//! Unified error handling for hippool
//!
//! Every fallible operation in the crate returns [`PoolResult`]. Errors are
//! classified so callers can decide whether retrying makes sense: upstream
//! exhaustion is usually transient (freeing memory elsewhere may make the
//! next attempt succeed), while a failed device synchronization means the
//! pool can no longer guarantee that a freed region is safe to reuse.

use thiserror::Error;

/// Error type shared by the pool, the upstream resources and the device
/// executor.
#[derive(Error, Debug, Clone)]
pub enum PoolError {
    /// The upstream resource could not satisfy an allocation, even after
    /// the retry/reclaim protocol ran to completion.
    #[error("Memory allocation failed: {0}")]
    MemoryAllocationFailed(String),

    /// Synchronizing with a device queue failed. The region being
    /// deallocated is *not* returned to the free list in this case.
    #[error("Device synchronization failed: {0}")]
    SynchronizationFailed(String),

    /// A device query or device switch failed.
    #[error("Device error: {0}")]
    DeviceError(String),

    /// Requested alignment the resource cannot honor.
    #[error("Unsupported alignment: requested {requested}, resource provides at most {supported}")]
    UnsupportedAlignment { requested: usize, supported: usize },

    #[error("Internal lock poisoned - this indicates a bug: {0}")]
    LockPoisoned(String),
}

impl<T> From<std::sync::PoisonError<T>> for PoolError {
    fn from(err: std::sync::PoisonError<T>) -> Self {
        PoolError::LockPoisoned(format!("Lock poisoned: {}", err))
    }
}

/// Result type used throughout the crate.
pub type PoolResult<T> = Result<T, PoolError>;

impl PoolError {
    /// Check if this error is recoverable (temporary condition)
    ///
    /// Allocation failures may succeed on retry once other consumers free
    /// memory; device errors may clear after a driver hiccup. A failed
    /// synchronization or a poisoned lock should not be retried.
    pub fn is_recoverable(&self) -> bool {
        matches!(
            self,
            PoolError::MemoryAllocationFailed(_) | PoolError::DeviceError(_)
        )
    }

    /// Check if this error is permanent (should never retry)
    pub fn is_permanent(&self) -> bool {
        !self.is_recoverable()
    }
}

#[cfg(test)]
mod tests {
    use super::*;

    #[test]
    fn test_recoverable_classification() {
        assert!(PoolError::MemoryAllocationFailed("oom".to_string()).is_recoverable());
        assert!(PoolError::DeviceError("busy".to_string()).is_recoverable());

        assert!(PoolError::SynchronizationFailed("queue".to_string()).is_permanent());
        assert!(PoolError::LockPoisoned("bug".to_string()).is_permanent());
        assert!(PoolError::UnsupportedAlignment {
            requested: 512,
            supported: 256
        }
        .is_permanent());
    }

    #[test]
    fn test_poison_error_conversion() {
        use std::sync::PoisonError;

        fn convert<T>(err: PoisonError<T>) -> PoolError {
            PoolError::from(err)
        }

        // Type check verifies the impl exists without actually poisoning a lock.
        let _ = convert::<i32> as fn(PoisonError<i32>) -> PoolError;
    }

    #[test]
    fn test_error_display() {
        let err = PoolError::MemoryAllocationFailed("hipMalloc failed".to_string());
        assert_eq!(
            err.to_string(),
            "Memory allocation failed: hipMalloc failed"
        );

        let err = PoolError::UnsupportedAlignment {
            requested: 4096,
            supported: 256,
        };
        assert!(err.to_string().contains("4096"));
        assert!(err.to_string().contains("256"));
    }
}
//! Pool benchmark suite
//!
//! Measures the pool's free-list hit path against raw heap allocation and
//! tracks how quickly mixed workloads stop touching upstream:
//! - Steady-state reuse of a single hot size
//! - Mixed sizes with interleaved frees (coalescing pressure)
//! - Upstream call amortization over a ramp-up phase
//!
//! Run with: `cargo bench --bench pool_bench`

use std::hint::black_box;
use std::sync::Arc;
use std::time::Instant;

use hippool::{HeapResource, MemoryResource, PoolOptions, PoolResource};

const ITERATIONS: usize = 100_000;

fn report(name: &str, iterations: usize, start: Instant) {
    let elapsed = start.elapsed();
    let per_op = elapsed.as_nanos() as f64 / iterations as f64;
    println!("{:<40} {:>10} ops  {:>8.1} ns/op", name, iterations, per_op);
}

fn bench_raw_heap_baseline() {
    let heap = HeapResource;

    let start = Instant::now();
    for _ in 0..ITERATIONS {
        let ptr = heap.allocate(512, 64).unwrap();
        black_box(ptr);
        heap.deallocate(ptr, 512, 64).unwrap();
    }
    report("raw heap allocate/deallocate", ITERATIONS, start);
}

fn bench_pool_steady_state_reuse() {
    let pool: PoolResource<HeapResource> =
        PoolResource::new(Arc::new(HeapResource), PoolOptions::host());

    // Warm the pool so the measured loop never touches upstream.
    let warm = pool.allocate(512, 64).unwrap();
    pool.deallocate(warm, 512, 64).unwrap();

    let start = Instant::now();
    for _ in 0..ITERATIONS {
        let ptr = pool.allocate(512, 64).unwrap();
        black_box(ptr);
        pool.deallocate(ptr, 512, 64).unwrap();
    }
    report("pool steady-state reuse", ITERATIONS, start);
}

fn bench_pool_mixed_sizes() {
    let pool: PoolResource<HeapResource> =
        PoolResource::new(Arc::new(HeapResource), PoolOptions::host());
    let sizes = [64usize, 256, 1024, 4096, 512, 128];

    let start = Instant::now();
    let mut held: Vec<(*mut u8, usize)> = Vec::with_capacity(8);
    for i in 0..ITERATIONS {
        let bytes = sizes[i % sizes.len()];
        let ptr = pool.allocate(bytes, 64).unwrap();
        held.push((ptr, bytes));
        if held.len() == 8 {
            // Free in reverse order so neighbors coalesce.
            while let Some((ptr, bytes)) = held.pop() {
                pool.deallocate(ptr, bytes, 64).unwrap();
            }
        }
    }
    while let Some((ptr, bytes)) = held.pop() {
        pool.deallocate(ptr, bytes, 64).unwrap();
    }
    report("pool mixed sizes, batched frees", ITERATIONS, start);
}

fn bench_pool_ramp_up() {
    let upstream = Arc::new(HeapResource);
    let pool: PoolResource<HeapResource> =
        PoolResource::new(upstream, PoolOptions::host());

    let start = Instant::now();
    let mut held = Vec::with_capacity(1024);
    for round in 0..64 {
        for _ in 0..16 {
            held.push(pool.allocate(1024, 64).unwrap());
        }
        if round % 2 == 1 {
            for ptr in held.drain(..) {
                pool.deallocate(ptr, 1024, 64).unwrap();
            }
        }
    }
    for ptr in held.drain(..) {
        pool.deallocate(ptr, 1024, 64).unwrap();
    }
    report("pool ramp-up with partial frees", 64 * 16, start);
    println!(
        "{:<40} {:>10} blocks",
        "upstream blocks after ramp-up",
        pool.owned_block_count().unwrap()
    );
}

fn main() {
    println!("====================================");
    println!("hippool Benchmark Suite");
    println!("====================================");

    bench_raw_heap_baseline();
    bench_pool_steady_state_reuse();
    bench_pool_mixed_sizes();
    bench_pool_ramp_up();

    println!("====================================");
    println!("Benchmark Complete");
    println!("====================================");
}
★ ★ ★ ★ ★
▶ What this task involves: Extract every line above exactly as it stands.

▶ Worked solution:
//! Unified error handling for hippool
//!
//! Every fallible operation in the crate returns [`PoolResult`]. Errors are
//! classified so callers can decide whether retrying makes sense: upstream
//! exhaustion is usually transient (freeing memory elsewhere may make the
//! next attempt succeed), while a failed device synchronization means the
//! pool can no longer guarantee that a freed region is safe to reuse.

use thiserror::Error;

/// Error type shared by the pool, the upstream resources and the device
/// executor.
#[derive(Error, Debug, Clone)]
pub enum PoolError {
    /// The upstream resource could not satisfy an allocation, even after
    /// the retry/reclaim protocol ran to completion.
    #[error("Memory allocation failed: {0}")]
    MemoryAllocationFailed(String),

    /// Synchronizing with a device queue failed. The region being
    /// deallocated is *not* returned to the free list in this case.
    #[error("Device synchronization failed: {0}")]
    SynchronizationFailed(String),

    /// A device query or device switch failed.
    #[error("Device error: {0}")]
    DeviceError(String),

    /// Requested alignment the resource cannot honor.
    #[error("Unsupported alignment: requested {requested}, resource provides at most {supported}")]
    UnsupportedAlignment { requested: usize, supported: usize },

    #[error("Internal lock poisoned - this indicates a bug: {0}")]
    LockPoisoned(String),
}

impl<T> From<std::sync::PoisonError<T>> for PoolError {
    fn from(err: std::sync::PoisonError<T>) -> Self {
        PoolError::LockPoisoned(format!("Lock poisoned: {}", err))
    }
}

/// Result type used throughout the crate.
pub type PoolResult<T> = Result<T, PoolError>;

impl PoolError {
    /// Check if this error is recoverable (temporary condition)
    ///
    /// Allocation failures may succeed on retry once other consumers free
    /// memory; device errors may clear after a driver hiccup. A failed
    /// synchronization or a poisoned lock should not be retried.
    pub fn is_recoverable(&self) -> bool {
        matches!(
            self,
            PoolError::MemoryAllocationFailed(_) | PoolError::DeviceError(_)
        )
    }

    /// Check if this error is permanent (should never retry)
    pub fn is_permanent(&self) -> bool {
        !self.is_recoverable()
    }
}

#[cfg(test)]
mod tests {
    use super::*;

    #[test]
    fn test_recoverable_classification() {
        assert!(PoolError::MemoryAllocationFailed("oom".to_string()).is_recoverable());
        assert!(PoolError::DeviceError("busy".to_string()).is_recoverable());

        assert!(PoolError::SynchronizationFailed("queue".to_string()).is_permanent());
        assert!(PoolError::LockPoisoned("bug".to_string()).is_permanent());
        assert!(PoolError::UnsupportedAlignment {
            requested: 512,
            supported: 256
        }
        .is_permanent());
    }

    #[test]
    fn test_poison_error_conversion() {
        use std::sync::PoisonError;

        fn convert<T>(err: PoisonError<T>) -> PoolError {
            PoolError::from(err)
        }

        // Type check verifies the impl exists without actually poisoning a lock.
        let _ = convert::<i32> as fn(PoisonError<i32>) -> PoolError;
    }

    #[test]
    fn test_error_display() {
        let err = PoolError::MemoryAllocationFailed("hipMalloc failed".to_string());
        assert_eq!(
            err.to_string(),
            "Memory allocation failed: hipMalloc failed"
        );

        let err = PoolError::UnsupportedAlignment {
            requested: 4096,
            supported: 256,
        };
        assert!(err.to_string().contains("4096"));
        assert!(err.to_string().contains("256"));
    }
}
//! Pool benchmark suite
//!
//! Measures the pool's free-list hit path against raw heap allocation and
//! tracks how quickly mixed workloads stop touching upstream:
//! - Steady-state reuse of a single hot size
//! - Mixed sizes with interleaved frees (coalescing pressure)
//! - Upstream call amortization over a ramp-up phase
//!
//! Run with: `cargo bench --bench pool_bench`

use std::hint::black_box;
use std::sync::Arc;
use std::time::Instant;

use hippool::{HeapResource, MemoryResource, PoolOptions, PoolResource};

const ITERATIONS: usize = 100_000;

fn report(name: &str, iterations: usize, start: Instant) {
    let elapsed = start.elapsed();
    let per_op = elapsed.as_nanos() as f64 / iterations as f64;
    println!("{:<40} {:>10} ops  {:>8.1} ns/op", name, iterations, per_op);
}

fn bench_raw_heap_baseline() {
    let heap = HeapResource;

    let start = Instant::now();
    for _ in 0..ITERATIONS {
        let ptr = heap.allocate(512, 64).unwrap();
        black_box(ptr);
        heap.deallocate(ptr, 512, 64).unwrap();
    }
    report("raw heap allocate/deallocate", ITERATIONS, start);
}

fn bench_pool_steady_state_reuse() {
    let pool: PoolResource<HeapResource> =
        PoolResource::new(Arc::new(HeapResource), PoolOptions::host());

    // Warm the pool so the measured loop never touches upstream.
    let warm = pool.allocate(512, 64).unwrap();
    pool.deallocate(warm, 512, 64).unwrap();

    let start = Instant::now();
    for _ in 0..ITERATIONS {
        let ptr = pool.allocate(512, 64).unwrap();
        black_box(ptr);
        pool.deallocate(ptr, 512, 64).unwrap();
    }
    report("pool steady-state reuse", ITERATIONS, start);
}

fn bench_pool_mixed_sizes() {
    let pool: PoolResource<HeapResource> =
        PoolResource::new(Arc::new(HeapResource), PoolOptions::host());
    let sizes = [64usize, 256, 1024, 4096, 512, 128];

    let start = Instant::now();
    let mut held: Vec<(*mut u8, usize)> = Vec::with_capacity(8);
    for i in 0..ITERATIONS {
        let bytes = sizes[i % sizes.len()];
        let ptr = pool.allocate(bytes, 64).unwrap();
        held.push((ptr, bytes));
        if held.len() == 8 {
            // Free in reverse order so neighbors coalesce.
            while let Some((ptr, bytes)) = held.pop() {
                pool.deallocate(ptr, bytes, 64).unwrap();
            }
        }
    }
    while let Some((ptr, bytes)) = held.pop() {
        pool.deallocate(ptr, bytes, 64).unwrap();
    }
    report("pool mixed sizes, batched frees", ITERATIONS, start);
}

fn bench_pool_ramp_up() {
    let upstream = Arc::new(HeapResource);
    let pool: PoolResource<HeapResource> =
        PoolResource::new(upstream, PoolOptions::host());

    let start = Instant::now();
    let mut held = Vec::with_capacity(1024);
    for round in 0..64 {
        for _ in 0..16 {
            held.push(pool.allocate(1024, 64).unwrap());
        }
        if round % 2 == 1 {
            for ptr in held.drain(..) {
                pool.deallocate(ptr, 1024, 64).unwrap();
            }
        }
    }
    for ptr in held.drain(..) {
        pool.deallocate(ptr, 1024, 64).unwrap();
    }
    report("pool ramp-up with partial frees", 64 * 16, start);
    println!(
        "{:<40} {:>10} blocks",
        "upstream blocks after ramp-up",
        pool.owned_block_count().unwrap()
    );
}

fn main() {
    println!("====================================");
    println!("hippool Benchmark Suite");
    println!("====================================");

    bench_raw_heap_baseline();
    bench_pool_steady_state_reuse();
    bench_pool_mixed_sizes();
    bench_pool_ramp_up();

    println!("====================================");
    println!("Benchmark Complete");
    println!("====================================");
}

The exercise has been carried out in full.